In relation to step three, Oceanconnect claimed that Angara lacked good faith and/or had notice of their rights, on the basis that in some circumstances mere negligence or carelessness might be evidence of bad faith and that suspicion combined with the power to acquire knowledge could amount to notice. Angara submitted that it had no knowledge of Oceanconnect’s standard terms or that there was a retention of title clause within them. Angara further submitted that it was not aware that Britannia had not paid for the bunkers.

On the evidence given, by the head of the fleet department of Angara’s ship managers, the judge was satisfied that Angara had made out its submissions and that there had been no evidence of negligence or suspicion by Angara.

In relation to step four, the judge considered that this step had already been satisfied for the reasons already given.

The judge, therefore, concluded: “As Angara purchased bunkers from Britannia upon redelivery in good faith and without notice of any adverse right, what would otherwise be a good claim in conversion fails.”

Bailment

Oceanconnect’s position was that upon delivery of the bunkers to the vessel, Angara became bailee. Oceanconnect argued that Angara breached its duties as bailee by consuming the bunkers, which amounted to a conversion, and Angara therefore had no defence, even under s.25(1) of the Sale of Goods Act 1979, in the period up to redelivery.

Angara’s position was that on delivery to the vessel Britannia held the bunkers as bailee, that Angara were sub-bailee and that there had been a sub-bailment on the terms of the time charter between Britannia and Angara, under which Britannia was obliged to provide and pay for the bunkers. Angara also submitted that Oceanconnect would also be taken as having consented to Britannia sub-bailing the bunkers on the terms of the time charter (on the basis of the Privy Council decision in The Pioneer Container [1994] 2 AC 324).

The judge stated: “Although Angara was a bailee, the relationship is a classic illustration of a sub-bailment on terms. In a claim based on bailment, Oceanconnect could not be in any better position than that which Britannia would have enjoyed. There is thus no basis for Oceanconnect's bailment claim either during the period prior to redelivery or afterwards.”

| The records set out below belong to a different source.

pub mod admin;
pub mod admin_login;
pub mod advertisement;
pub mod advertisements;
pub mod article;
pub mod auction;
pub mod auctions;
pub mod category;
pub mod home;
pub mod not_found;
pub mod search;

It followed that the claim for a declaration was made out and the counterclaims would be dismissed.

Comment

While the result in this case is, at first sight, good news for the claimant, this is not the end of the story.

The defendants had further arrested the vessel in the United States and then sought to pursue their claim there, as United States law favours marine suppliers against owners, even where the supplies were ordered by and for the account of the time charterers.

The Court of Appeal recently allowed an appeal by the defendants (see Oceanconnect UK Ltd & anr. v Angara Maritime Ltd [2010] EWCA Civ 1050, 12 October 2010) against the maintenance of an anti-suit injunction taken out by the claimant, which had prohibited the defendants from pursuing proceedings in other jurisdictions.

On reviewing that appeal, it is evident that owners need to take steps to exclude such a possibility when agreeing the terms on which security is to be provided. This follows from the Court of Appeal indicating that the anti-suit injunction would have been maintained had the defendants’ action in the United States been contrary to the terms of the escrow agreement.